A project, wether it’s a tool, a library, a language, a game, etc., have a much higher chance of survival and adoptation given (except for luck) that it focuses on some core qualities.

Murilo Pereira so beautifully arrange such a set in his blog post “The values of Emacs, the Neovim revolution, and the VSCode gorilla”1 when refering to text editors in particular. Here’s an altered variant of that list of qualities, aimed torwards more generic programming projects:

  • Approachability: Ease of getting started in usage and/or to contribute.

  • Doing one thing well: Contrast to being “bloated”. A bloated set of features means nothing when the core concept is lacking.

  • Editing efficiency Usage efficiency: Fewer user interactions to get the intended outcome.

  • Extensibility: Software must be able to be extended beyond its orignal authors implementation. Wether this means plugins, change of backends, or mere support for custom themes.

  • Freedom: Promoting other free (as in freedom) tools. Make it easier to stay in the FOSS bubble, while rejecting proprietary solutions.
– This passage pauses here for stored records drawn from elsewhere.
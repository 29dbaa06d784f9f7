//! Loading archetype files from disk.

use std::io::Write;

use archetypes::{ConfigurationError, load_archetypes, registry};
use behaviors::BiasType;
use rand::SeedableRng;
use rand::rngs::StdRng;

#[test]
fn test_load_file_with_two_archetypes() {
    let mut file = tempfile::NamedTempFile::new().unwrap();
    write!(
        file,
        r#"[
            {{ "name": "Hybrid", "extends": "sprayer",
               "behaviors": [{{ "dimension": "bias", "params": {{ "bias_type": "MomentumChaser", "strength": 0.5 }} }}] }},
            {{ "name": "Steady", "extends": "follower", "description": "Slow and steady" }}
        ]"#
    )
    .unwrap();

    let defs = load_archetypes(file.path()).unwrap();
    assert_eq!(defs.len(), 2);
    assert_eq!(defs[0].bias().bias_type(), BiasType::MomentumChaser);
    assert_eq!(defs[1].description(), "Slow and steady");
}

#[test]
fn test_missing_file_reports_path() {
    let err = load_archetypes("/nonexistent/archetypes.json").unwrap_err();
    match err {
        ConfigurationError::Io { path, .. } => {
            assert!(path.ends_with("archetypes.json"));
        }
        other => panic!("unexpected error: {other}"),
    }
}

#[test]
fn test_definitions_are_deterministic_inputs() {
    // Two independently built copies drive identical samples.
    let a = registry::builtin("oracle").unwrap();
    let b = registry::builtin("oracle").unwrap();
    assert_eq!(a, b);

    let ctx = behaviors::AccuracyContext::default();
    let mut ra = StdRng::seed_from_u64(17);
    let mut rb = StdRng::seed_from_u64(17);
    for _ in 0..50 {
        assert_eq!(
            a.accuracy().sample_error(&mut ra, &ctx),
            b.accuracy().sample_error(&mut rb, &ctx)
        );
    }
}
//! Analyst archetypes: personas composed from behavior components.
//!
//! An archetype is composition, not inheritance. It holds exactly one policy
//! per [`Dimension`](behaviors::Dimension), plus interaction rules, hard
//! constraints, and calibration targets. Definitions are built and validated
//! through [`ArchetypeBuilder`], loaded from JSON via [`ArchetypeSpec`], or
//! looked up by name in the static [`registry`].

pub mod builder;
pub mod definition;
pub mod error;
pub mod registry;
pub mod spec;
pub mod templates;

pub use builder::ArchetypeBuilder;
pub use definition::{
    ArchetypeDefinition, Constraints, InteractionEffects, InteractionInputs, InteractionRule,
    SUPPORTED_INTERACTIONS, TargetRanges,
};
pub use error::{ConfigurationError, Result};
pub use spec::{ArchetypeSpec, InteractionRuleSpec, load_archetypes, parse_archetypes};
  • Integration: The core functionality can be extended by letting the user couple it with other third-party tools.

  • Introspectability: See the engine at work, and understanding the “what’s” and “why’s” of its construction.

  • Maintainability: Keeping effort of adding features to a steady degree.

  • Progressiveness: Adaptation of new technology and will to stay up to date.

  • Stability: Things that worked before continue to work the same way. (Not to be confused with backwards compatability) Features remain functional.

  • Velocity: Continuous and frequent deployment. Leveraging the community effectively.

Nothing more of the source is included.